We enrolled 694 chinese patients with nsclc for analysis. Nov 27, 2019 to further study the specific fusion site of eml4alk and tpm3ros1 at dna level, sequencing reads were examined on integrative genomic viewer igv software. Fusion of eml4 and alk is associated with development of lung. Restrict the view to a region of the gene by dragging across the histogram to highlight the region of interest, or by using the sliders in the filters panel to the left.

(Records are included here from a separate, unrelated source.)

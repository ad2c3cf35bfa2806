//! Accumulation of a state-set stack into effective leaf state

use std::collections::BTreeMap;
use std::hash::{Hash, Hasher};

use super::attribute::{AttributeKind, StateAttribute};
use super::stateset::{AttributeEntry, BinDetails, Mode, StateFlags, StateSet};

/// Effective state at a point in the graph
///
/// Built by pushing state sets in ancestor-to-descendant order. An entry set
/// with OVERRIDE on an ancestor suppresses any descendant entry for the same
/// mode/attribute unless the descendant marked it PROTECTED; PROTECTED wins
/// against OVERRIDE.
#[derive(Debug, Clone, PartialEq, Eq, Default)]
pub struct MergedState {
    modes: BTreeMap<Mode, StateFlags>,
    attributes: BTreeMap<AttributeKind, AttributeEntry>,
    bin: BinDetails,
}

impl MergedState {
    /// Empty (all-inherit) state
    pub fn new() -> Self {
        Self::default()
    }

    /// Accumulate the sets of a stack, outermost first
    pub fn from_stack<'a, I>(stack: I) -> Self
    where
        I: IntoIterator<Item = &'a StateSet>,
    {
        let mut merged = Self::new();
        for set in stack {
            merged.push(set);
        }
        merged
    }

    /// Accumulate one more (deeper) state set
    pub fn push(&mut self, set: &StateSet) {
        for (mode, flags) in set.modes() {
            match self.modes.get(mode) {
                Some(existing)
                    if existing.contains(StateFlags::OVERRIDE)
                        && !flags.contains(StateFlags::PROTECTED) => {}
                _ => {
                    self.modes.insert(*mode, *flags);
                }
            }
        }
        for (kind, entry) in set.attributes() {
            match self.attributes.get(kind) {
                Some(existing)
                    if existing.flags.contains(StateFlags::OVERRIDE)
                        && !entry.flags.contains(StateFlags::PROTECTED) => {}
                _ => {
                    self.attributes.insert(*kind, entry.clone());
                }
            }
        }
        if let BinDetails::Use { .. } = set.render_bin() {
            self.bin = set.render_bin();
        }
    }

    /// Whether a mode is effectively enabled
    pub fn mode_enabled(&self, mode: Mode) -> bool {
        self.modes
            .get(&mode)
            .is_some_and(|flags| flags.contains(StateFlags::ON))
    }

    /// Effective attribute for a slot, if any set in the stack provided one
    pub fn attribute(&self, kind: AttributeKind) -> Option<&StateAttribute> {
        self.attributes.get(&kind).map(|entry| &entry.attribute)
    }

    /// Effective bin placement
    pub fn bin(&self) -> BinDetails {
        self.bin
    }

    /// Mode entries in deterministic order
    pub fn modes(&self) -> impl Iterator<Item = (&Mode, &StateFlags)> {
        self.modes.iter()
    }

    /// Attribute entries in deterministic order
    pub fn attributes(&self) -> impl Iterator<Item = (&AttributeKind, &AttributeEntry)> {
        self.attributes.iter()
    }
}

impl Hash for MergedState {
    fn hash<H: Hasher>(&self, state: &mut H) {
        state.write_usize(self.modes.len());
        for (mode, flags) in &self.modes {
            mode.hash(state);
            flags.hash(state);
        }
        state.write_usize(self.attributes.len());
        for (kind, entry) in &self.attributes {
            kind.hash(state);
            entry.hash(state);
        }
        self.bin.hash(state);
    }
}

#[cfg(test)]
mod tests {
    use super::*;
    use crate::state::{BinOrder, Material, RenderingHint};

    fn material(diffuse: [f32; 4]) -> StateAttribute {
        StateAttribute::Material(Material::from_diffuse(diffuse))
    }

    #[test]
    fn test_descendant_replaces_plain_ancestor() {
        let mut parent = StateSet::new();
        parent.set_attribute(material([1.0, 0.0, 0.0, 1.0]));
        let mut child = StateSet::new();
        child.set_attribute(material([0.0, 1.0, 0.0, 1.0]));

        let merged = MergedState::from_stack([&parent, &child]);
        assert_eq!(
            merged.attribute(AttributeKind::Material),
            Some(&material([0.0, 1.0, 0.0, 1.0]))
        );
    }

    #[test]
    fn test_ancestor_override_suppresses_descendant() {
        let mut parent = StateSet::new();
        parent.set_attribute_with_flags(material([1.0, 0.0, 0.0, 1.0]), StateFlags::OVERRIDE);
        let mut child = StateSet::new();
        child.set_attribute(material([0.0, 1.0, 0.0, 1.0]));

        let merged = MergedState::from_stack([&parent, &child]);
        assert_eq!(
            merged.attribute(AttributeKind::Material),
            Some(&material([1.0, 0.0, 0.0, 1.0]))
        );
    }

    #[test]
    fn test_protected_descendant_beats_override() {
        let mut parent = StateSet::new();
        parent.set_attribute_with_flags(material([1.0, 0.0, 0.0, 1.0]), StateFlags::OVERRIDE);
        let mut child = StateSet::new();
        child.set_attribute_with_flags(material([0.0, 0.0, 1.0, 1.0]), StateFlags::PROTECTED);

        let merged = MergedState::from_stack([&parent, &child]);
        assert_eq!(
            merged.attribute(AttributeKind::Material),
            Some(&material([0.0, 0.0, 1.0, 1.0]))
        );
    }

    #[test]
    fn test_override_applies_to_modes() {
        let mut parent = StateSet::new();
        parent.set_mode(Mode::Lighting, StateFlags::ON | StateFlags::OVERRIDE);
        let mut child = StateSet::new();
        child.set_mode(Mode::Lighting, StateFlags::off());

        let merged = MergedState::from_stack([&parent, &child]);
        assert!(merged.mode_enabled(Mode::Lighting));
    }

    #[test]
    fn test_empty_set_is_noop() {
        let mut parent = StateSet::new();
        parent.set_mode(Mode::Blend, StateFlags::on());
        let empty = StateSet::new();

        let with_empty = MergedState::from_stack([&parent, &empty]);
        let without = MergedState::from_stack([&parent]);
        assert_eq!(with_empty, without);
    }

    #[test]
    fn test_innermost_bin_request_wins() {
        let mut outer = StateSet::new();
        outer.set_rendering_hint(RenderingHint::Transparent);
        let mut inner = StateSet::new();
        inner.set_render_bin_details(-1, BinOrder::StateSorted);

        let merged = MergedState::from_stack([&outer, &inner]);
        assert_eq!(
            merged.bin(),
            BinDetails::Use {
                number: -1,
                order: BinOrder::StateSorted,
            }
        );
    }
}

Multiplexed gene expression and fusion transcript analysis. Mutation detection is based on allelespecific amplification and detection with hydrolysis probes. Eml4alk positive lung cancer is a primary malignant lung tumor whose cells contain a characteristic abnormal configuration of dna wherein the echinoderm microtubuleassociated proteinlike 4 gene is fused to the anaplastic lymphoma kinase gene. Overcoming resistance by alk compound mutation i1171s. Crizotinib treatment significantly prolongs progressionfree survival, increases response rates, and improves the quality of life in patients with alkpositive nonsmallcell lung cancer. Alk mutation analysis is used primarily to determine if a person with adenocarcinoma nonsmall cell lung cancer is likely to respond to an alk kinase inhibitor drug therapy, such as crizotinib. Identification of novel variant of eml4alk fusion gene in. Frontiers genomic profiling reveals synchronous bilateral. Sample negative for alk rearrangement by fish but positive for alk expression by ihc. Alk mutation gene rearrangement lab tests online au. The mutation of eml4alk in the tissue samples of 399 patients with nonsmall cell lung cancer was detected by reverse transcription polymerase chain reaction. The eml4alk assay and the lung cancer rna panel require total rna input and are based on.